I leghisti si sentono trattati da «ruote si scorta», da «portatori d’acqua» della maggioranza. Ma il malessere deve rientrare per forza verso l’ora di pranzo, quando la situazione generale comincia a peggiorare e Bossi avverte che occorre fare qualcosa. «È una cosa urgente, bisogna provvedere». Un decreto? Una legge da concordare con l’opposizione? Uno slittamento del voto? «Lasciamo stare il decreto, si troverà una soluzione politica. Ma bisogna andare a parlare con Napolitano».

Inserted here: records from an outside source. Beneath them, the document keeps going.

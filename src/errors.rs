//! Unified error handling.
//!
//! Error types are generated by a macro so every variant carries an error
//! code and a human-readable type name.

use std::fmt;

/// Generates the error enum plus:
/// - `code()` - the stable error code
/// - `error_type()` - the type name
/// - `message()` - the error detail
/// - snake_case convenience constructors
macro_rules! define_sga_errors {
    ($(
        $variant:ident($code:literal, $type_name:literal)
    ),* $(,)?) => {
        #[derive(Debug, Clone)]
        pub enum SgaError {
            $($variant(String),)*
        }

        impl SgaError {
            pub fn code(&self) -> &'static str {
                match self {
                    $(SgaError::$variant(_) => $code,)*
                }
            }

            pub fn error_type(&self) -> &'static str {
                match self {
                    $(SgaError::$variant(_) => $type_name,)*
                }
            }

            pub fn message(&self) -> &str {
                match self {
                    $(SgaError::$variant(msg) => msg,)*
                }
            }
        }

        paste::paste! {
            impl SgaError {
                $(
                    pub fn [<$variant:snake>]<T: Into<String>>(msg: T) -> Self {
                        SgaError::$variant(msg.into())
                    }
                )*
            }
        }
    };
}

define_sga_errors! {
    CacheConnection("E001", "Cache Connection Error"),
    CachePluginNotFound("E002", "Cache Plugin Not Found"),
    DatabaseConfig("E003", "Database Configuration Error"),
    DatabaseConnection("E004", "Database Connection Error"),
    DatabaseOperation("E005", "Database Operation Error"),
    FileOperation("E006", "File Operation Error"),
    Validation("E007", "Validation Error"),
    NotFound("E008", "Resource Not Found"),
    Serialization("E009", "Serialization Error"),
    DateParse("E010", "Date Parse Error"),
    Authentication("E011", "Authentication Error"),
    Authorization("E012", "Authorization Error"),
    BusinessRule("E013", "Business Rule Rejection"),
}

impl SgaError {
    pub fn format_simple(&self) -> String {
        format!("{}: {}", self.error_type(), self.message())
    }
}

impl fmt::Display for SgaError {
    fn fmt(&self, f: &mut fmt::Formatter<'_>) -> fmt::Result {
        write!(f, "{}", self.format_simple())
    }
}

impl std::error::Error for SgaError {}

impl From<sea_orm::DbErr> for SgaError {
    fn from(err: sea_orm::DbErr) -> Self {
        SgaError::DatabaseOperation(err.to_string())
    }
}

impl From<std::io::Error> for SgaError {
    fn from(err: std::io::Error) -> Self {
        SgaError::FileOperation(err.to_string())
    }
}

impl From<serde_json::Error> for SgaError {
    fn from(err: serde_json::Error) -> Self {
        SgaError::Serialization(err.to_string())
    }
}

impl From<chrono::ParseError> for SgaError {
    fn from(err: chrono::ParseError) -> Self {
        SgaError::DateParse(err.to_string())
    }
}

pub type Result<T> = std::result::Result<T, SgaError>;

#[cfg(test)]
mod tests {
    use super::*;

    #[test]
    fn test_error_codes() {
        assert_eq!(SgaError::cache_connection("test").code(), "E001");
        assert_eq!(SgaError::database_config("test").code(), "E003");
        assert_eq!(SgaError::validation("test").code(), "E007");
        assert_eq!(SgaError::business_rule("test").code(), "E013");
    }

    #[test]
    fn test_error_types() {
        assert_eq!(
            SgaError::validation("test").error_type(),
            "Validation Error"
        );
        assert_eq!(
            SgaError::business_rule("test").error_type(),
            "Business Rule Rejection"
        );
    }

    #[test]
    fn test_error_message() {
        let err = SgaError::validation("nota fuera de rango");
        assert_eq!(err.message(), "nota fuera de rango");
    }

    #[test]
    fn test_format_simple() {
        let err = SgaError::not_found("grupo 42");
        let formatted = err.format_simple();
        assert!(formatted.contains("Resource Not Found"));
        assert!(formatted.contains("grupo 42"));
    }
}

Alle due, accompagnato dallo stato maggiore del Carroccio, il Senatùr va a pranzo dal Cavaliere. Una colazione di lavoro, alla quale partecipano pure tutti i vertici del Pdl, che serve per stringere le fila e concordare una linea comune. La Lega è contraria al muro contro muro, perché è convinta che da questo impasse «non si può uscire a colpi di maggioranza» e perciò spinge il premier alla ricerca «del dialogo e di soluzioni il più possibile condivise». Berlusconi sembra d’accordo. Si sceglie così una strada istituzionale, che prevede una trattativa con Pd, Udc e Idv, un accordo con il Quirinale e la rinuncia, per ora, a scendere in piazza. E infatti, per abbassare i toni, i leader disertano la manifestazione a Piazza Farnese.
Resta aperto il punto chiave: decreto o leggina ad hoc firmata da tutti i capigruppo? L’altro giorno Roberto Maroni si era detto contrario a un dl, ma adesso il quadro generale è cambiato, la Lega non ha preclusione di principio. «Stiamo valutando tutte le possibilità percorribili - racconta Roberto Calderoli -. Adesso la cosa più importante, come ha sottolineato Bossi, è parlare con il presidente della Repubblica».
Sulle scelte definite peseranno anche le decisioni dei vari tribunali. Giorgetti ci tiene a sottolineare la diversità tra la situazione di Milano da quella di Roma. «Sulle nostre liste posso dire che sono assolutamente regolari. La soluzione politica è quella del buon senso. È evidente che la candidatura di Formigoni è sostenuta da più di 3.500 persone». Il governo quindi potrebbe fare qualcosa. «La Lombardia - spiega ancora Giorgetti - non ha una sua legge a differenza del Lazio e di altre regioni. È chiaro che a livello centrale è più facile intervenire in Lombardia che nel Lazio».
Intanto il Carroccio è in piazza a San Babila assieme al Pdl per una raccolta di firme «per difendere il diritto al voto». C’è anche Matteo Salvini, capogruppo della Lega a Palazzo Marino: «Al di là della forma - sostiene - per noi prevale la sostanza di dare una scheda elettorale a nove milioni di lombardi».

Gli alleati si ricompattano, però restano delle scorie: «Sulle polemiche si discute dopo, ma se qualcuno si attacca al cavillo c’è anche qualcuno che il cavillo lo ha permesso».